Roma, ciudad de superhéroes
El protagonista de esta función es el típico criminal de poca monta. Un ladronzuelo que se ha juntado con quien no debía desde el momento en que adquirió uso de razón. Se trata de un tipo de apariencia dura pero de interior tierno. Un bruto con un corazón de oro... y poderes de superhéroe, adquiridos estos, cómo no, en un accidente. ¿Dónde? ¿En el laboratorio de un científico loco? ¿En las oficinas de una empresa tecnológica? No, en las orillas del río Tíber.
Una de las últimas sensaciones de la superhero movie, género históricamente dominado (sino directamente monopolizado) por los Estados Unidos, nos llega directamente desde Italia, país en el que “Le llamaban Jeeg Robot”, que así se titula el fenómeno, batió todos los records históricos nacionales de semanas consecutivas de proyección en salas comerciales.
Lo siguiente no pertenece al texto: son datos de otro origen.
// src/main.rs

use crossterm::{
    event::{self, Event, KeyCode, KeyEventKind, KeyModifiers},
    terminal::{disable_raw_mode, enable_raw_mode},
};
use std::time::Duration;

use stemdesk::controller::MixerController;
use stemdesk::stems::load_stem_set;

fn main() -> Result<(), anyhow::Error> {
    env_logger::init();

    let sources: Vec<String> = std::env::args().skip(1).collect();
    if sources.is_empty() {
        eprintln!("Usage: stemdesk <stems-dir | stems.json | audio files...>");
        std::process::exit(2);
    }

    let stems = load_stem_set(&sources)?;
    if stems.is_empty() {
        anyhow::bail!("no stems found in the given sources");
    }

    let mut mixer = MixerController::new(stems);

    enable_raw_mode()?;

    // Target 20 FPS (50ms per frame); poll() doubles as the frame timer.
    let target_frame_duration = Duration::from_millis(50);
    mixer.run_tick()?;

    loop {
        if event::poll(target_frame_duration)? {
            if let Event::Key(ev) = event::read()? {
                if ev.kind == KeyEventKind::Press {
                    if ev.code == KeyCode::Char('c')
                        && ev.modifiers.contains(KeyModifiers::CONTROL)
                    {
                        break;
                    }
                    if mixer.should_quit(ev.code) {
                        break;
                    }
                    mixer.handle_key(ev.code);
                    // Immediate tick on input for responsiveness.
                    mixer.run_tick()?;
                    continue;
                }
            }
        }

        mixer.run_tick()?;
    }

    disable_raw_mode()?;
    println!("\n🛑 Exiting mixer.");
    Ok(())
}
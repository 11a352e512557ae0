// src/recorder/input.rs

use anyhow::{Result, anyhow};
use cpal::traits::{DeviceTrait, HostTrait, StreamTrait};
use cpal::{Sample, SampleFormat, SizedSample, Stream, StreamConfig};
use ringbuf::traits::Producer;

/// One selectable input device.
#[derive(Clone, Debug, PartialEq, Eq)]
pub struct InputDevice {
    pub id: String,
    pub label: String,
}

/// List the host's audio input devices. Fails soft: enumeration errors are
/// logged and produce an empty list so playback keeps working without a
/// microphone.
pub fn enumerate_input_devices() -> Vec<InputDevice> {
    let host = cpal::default_host();
    match host.input_devices() {
        Ok(devices) => devices
            .filter_map(|d| d.name().ok())
            .map(|name| InputDevice {
                id: name.clone(),
                label: name,
            })
            .collect(),
        Err(e) => {
            log::warn!("input device enumeration failed: {e}");
            Vec::new()
        }
    }
}

/// Holds the live CPAL input stream. Captured samples flow from the device
/// callback into the capture ring buffer, mirrored into the level-meter
/// ring buffer.
pub struct AudioInput {
    _stream: Stream,
    pub channels: usize,
    pub sample_rate: u32,
}

impl AudioInput {
    /// Open `device_id` (or the default input device) and start capturing.
    /// Failing to open the device is the platform's way of denying access.
    pub fn open<PRec, PMon>(
        device_id: Option<&str>,
        producer_rec: PRec,
        producer_mon: PMon,
    ) -> Result<Self>
    where
        PRec: Producer<Item = f32> + Send + 'static,
        PMon: Producer<Item = f32> + Send + 'static,
    {
        let host = cpal::default_host();
        let device = match device_id {
            Some(id) => host
                .input_devices()?
                .find(|d| d.name().map(|n| n == id).unwrap_or(false))
                .ok_or_else(|| anyhow!("input device '{id}' not found"))?,
            None => host
                .default_input_device()
                .ok_or_else(|| anyhow!("no input device available"))?,
        };

        let supported_config = device.default_input_config()?;
        let sample_format = supported_config.sample_format();
        let config: StreamConfig = supported_config.into();
        let channels = config.channels as usize;
        let sample_rate = config.sample_rate.0;

        let stream = match sample_format {
            SampleFormat::F32 => build_input_stream::<f32, _, _>(&device, &config, producer_rec, producer_mon)?,
            SampleFormat::I16 => build_input_stream::<i16, _, _>(&device, &config, producer_rec, producer_mon)?,
            SampleFormat::U16 => build_input_stream::<u16, _, _>(&device, &config, producer_rec, producer_mon)?,
            other => anyhow::bail!("Unsupported sample format: {:?}", other),
        };
        stream.play()?;

        log::info!("🎙️ Input open: {channels}ch @ {sample_rate} Hz");

        Ok(Self {
            _stream: stream,
            channels,
            sample_rate,
        })
    }
}

/// Build the input stream for any device sample format, converting to f32.
fn build_input_stream<T, PRec, PMon>(
    device: &cpal::Device,
    config: &StreamConfig,
    mut producer_rec: PRec,
    mut producer_mon: PMon,
) -> Result<Stream>
where
    T: SizedSample,
    f32: cpal::FromSample<T>,
    PRec: Producer<Item = f32> + Send + 'static,
    PMon: Producer<Item = f32> + Send + 'static,
{
    let err_fn = |err| log::error!("input stream error: {err}");

    let stream = device.build_input_stream(
        config,
        move |data: &[T], _| {
            let mut conv = Vec::with_capacity(data.len());
            for &s in data {
                conv.push(f32::from_sample(s));
            }

            // Push into the capture buffer; mirror the same region into the
            // level-meter buffer, best effort.
            let mut pushed = 0usize;
            while pushed < conv.len() {
                let slice = &conv[pushed..];
                let n = producer_rec.push_slice(slice);
                if n == 0 {
                    // capture buffer full -> drop the remainder
                    break;
                }
                let _ = producer_mon.push_slice(&slice[..n]);
                pushed += n;
            }
        },
        err_fn,
        None,
    )?;

    Ok(stream)
}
Una longevidad solo al alcance de los más grandes “súper-hombres”. El de esta historia se llama Gabriele Mainetti, director de unas de las cintas de género más sorprendentes de la temporada. Trabajando constantemente con figuras y mecanismos prefabricados, consigue facturar un producto de orgullosísima personalidad (e identidad). Rematadamente italiano. Y divertido. Y espectacular.